L'article 23 met fin au débat sur l'éligibilité de la location de locaux meublés et d'établissements commerciaux ou industriels équipés de l'exonération partielle en l'excluant expressément. Les articles 787 B et 787 C du CGI indiquent désormais que « n'est pas considérée comme une activité industrielle, commerciale, artisanale, agricole ou libérale l'exercice par une société d'une activité de gestion de son propre patrimoine mobilier ou immobilier ». Ils définissent les activités commerciales par renvoi aux articles 34 et 35 du CGI. Ces précisions s'appliquent aux transmissions intervenues à compter du 17 octobre 2023.

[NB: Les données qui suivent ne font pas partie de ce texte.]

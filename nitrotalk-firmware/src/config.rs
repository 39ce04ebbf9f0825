use anyhow::{anyhow, Result};
use esp_idf_svc::nvs::{EspNvs, EspNvsPartition, NvsDefault};
use log::{debug, info, warn, LevelFilter};
use nitrotalk_link_lib::{BdAddr, LinkConfig};
use nitrotalk_obd_lib::{PollingConfig, SessionConfig};
use serde::{Deserialize, Serialize};
use std::sync::{Mutex, PoisonError};

/// Configurable log level
#[derive(Debug, Clone, Copy, Serialize, Deserialize, Default, PartialEq)]
#[serde(rename_all = "lowercase")]
pub enum LogLevel {
    Off,
    Error,
    Warn,
    #[default]
    Info,
    Debug,
}

impl LogLevel {
    #[must_use]
    pub const fn as_level_filter(self) -> LevelFilter {
        match self {
            Self::Off => LevelFilter::Off,
            Self::Error => LevelFilter::Error,
            Self::Warn => LevelFilter::Warn,
            Self::Info => LevelFilter::Info,
            Self::Debug => LevelFilter::Debug,
        }
    }
}

const NVS_NAMESPACE: &str = "nitrotalk";
const NVS_CONFIG_KEY: &str = "config";
/// Auto-injection mode flag, written by the injection controller
const NVS_AUTO_INJECTION_KEY: &str = "auto_inj";

/// Shortest allowed status log period (ms)
const MIN_STATUS_INTERVAL_MS: u64 = 250;

// Global NVS handle - initialized once in main
static NVS: Mutex<Option<EspNvs<NvsDefault>>> = Mutex::new(None);

pub fn init_nvs(nvs_partition: EspNvsPartition<NvsDefault>) -> Result<()> {
    debug!("Initializing NVS namespace: {NVS_NAMESPACE}");
    let nvs = EspNvs::new(nvs_partition, NVS_NAMESPACE, true)?;
    *NVS.lock().unwrap_or_else(PoisonError::into_inner) = Some(nvs);
    info!("NVS initialized");
    Ok(())
}

#[derive(Debug, Clone, Serialize, Deserialize)]
pub struct Config {
    #[serde(default = "default_link")]
    pub link: LinkConfig,
    #[serde(default = "default_session")]
    pub session: SessionConfig,
    #[serde(default)]
    pub polling: PollingConfig,
    #[serde(default)]
    pub log_level: LogLevel,
    /// Raise the Bluedroid stack's own log tags to debug
    #[serde(default)]
    pub bt_stack_logs: bool,
    /// Period of the status log line (ms)
    #[serde(default = "default_status_interval_ms")]
    pub status_interval_ms: u64,
}

/// The Classic adapter sits at its own address and wants the compact profile
fn default_link() -> LinkConfig {
    if cfg!(feature = "classic") {
        LinkConfig {
            target: BdAddr([0x01, 0x23, 0x45, 0x67, 0x89, 0xBA]),
            ..LinkConfig::default()
        }
    } else {
        LinkConfig::default()
    }
}

fn default_session() -> SessionConfig {
    if cfg!(feature = "classic") {
        SessionConfig {
            init_profile: nitrotalk_elm327_lib::InitProfile::Compact,
            ..SessionConfig::default()
        }
    } else {
        SessionConfig::default()
    }
}

const fn default_status_interval_ms() -> u64 {
    2000
}

impl Default for Config {
    fn default() -> Self {
        Self {
            link: default_link(),
            session: default_session(),
            polling: PollingConfig::default(),
            log_level: LogLevel::default(),
            bt_stack_logs: false,
            status_interval_ms: default_status_interval_ms(),
        }
    }
}

impl Config {
    /// Clamp out-of-range values after loading
    pub fn validate(&mut self) {
        self.link.validate();
        self.session.validate();
        self.polling.validate();
        if self.status_interval_ms < MIN_STATUS_INTERVAL_MS {
            warn!(
                "Clamping status_interval_ms from {} to {MIN_STATUS_INTERVAL_MS}",
                self.status_interval_ms
            );
            self.status_interval_ms = MIN_STATUS_INTERVAL_MS;
        }
    }

    pub fn load_or_default() -> Self {
        match Self::load() {
            Ok(mut config) => {
                info!("Loaded config from NVS");
                config.validate();
                config
            }
            Err(e) => {
                warn!("Failed to load config from NVS: {e}, using defaults");
                let config = Self::default();
                // First boot: persist the defaults so they can be edited in place
                if let Err(e) = config.save() {
                    warn!("Failed to save default config: {e}");
                }
                config
            }
        }
    }

    pub fn load() -> Result<Self> {
        debug!("Loading config from NVS");
        let nvs_guard = NVS.lock().unwrap_or_else(PoisonError::into_inner);
        let nvs = nvs_guard.as_ref().ok_or_else(|| anyhow!("NVS not initialized"))?;

        let len = nvs.blob_len(NVS_CONFIG_KEY)?;
        if let Some(len) = len {
            debug!("Config blob size: {len} bytes");
            let mut buf = vec![0u8; len];
            nvs.get_blob(NVS_CONFIG_KEY, &mut buf)?;
            let config: Config = serde_json::from_slice(&buf)?;
            debug!(
                "Config parsed: target={}, profile={:?}, log_level={:?}",
                config.link.target, config.session.init_profile, config.log_level
            );
            Ok(config)
        } else {
            Err(anyhow!("No config found in NVS"))
        }
    }

    pub fn save(&self) -> Result<()> {
        debug!("Saving config to NVS");
        let mut nvs_guard = NVS.lock().unwrap_or_else(PoisonError::into_inner);
        let nvs = nvs_guard.as_mut().ok_or_else(|| anyhow!("NVS not initialized"))?;

        let json = serde_json::to_vec(self)?;
        debug!("Config JSON size: {} bytes", json.len());
        nvs.set_blob(NVS_CONFIG_KEY, &json)?;
        info!("Config saved to NVS");
        Ok(())
    }
}

/// Persisted auto-injection mode; off when never written
pub fn load_auto_injection() -> bool {
    let nvs_guard = NVS.lock().unwrap_or_else(PoisonError::into_inner);
    let Some(nvs) = nvs_guard.as_ref() else {
        return false;
    };
    match nvs.get_u8(NVS_AUTO_INJECTION_KEY) {
        Ok(value) => value.is_some_and(|v| v != 0),
        Err(e) => {
            warn!("Failed to read {NVS_AUTO_INJECTION_KEY}: {e}");
            false
        }
    }
}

« Avec cette mesure, le législateur a manifestement cherché à fermer la porte ouverte par la Cour de cassation et le Conseil d'Etat en 2023, analyse Sandrine Quilici. Toutefois, on peut regretter un manque de précisions ou de finesse du texte de loi. Est-ce que toutes les activités de locations équipées sont visées ? Par exemple, qu'en est-il des activités de coworking et de coliving en plein développement ? Quelle est la frontière entre la gestion de son patrimoine immobilier et la parahôtellerie ? Il aurait été plus satisfaisant de tenir compte de différents critères comme les modalités d’exploitation ou le niveau d’implication du propriétaire. À cet égard, le Conseil d’Etat en matière de sursis d'imposition de l'article 150-0 B du CGI n'a pas exclu de manière définitive l'activité de location meublée des activités présentant un caractère économique éligibles au réinvestissement (CE, 19 avril 2022, n° 442946).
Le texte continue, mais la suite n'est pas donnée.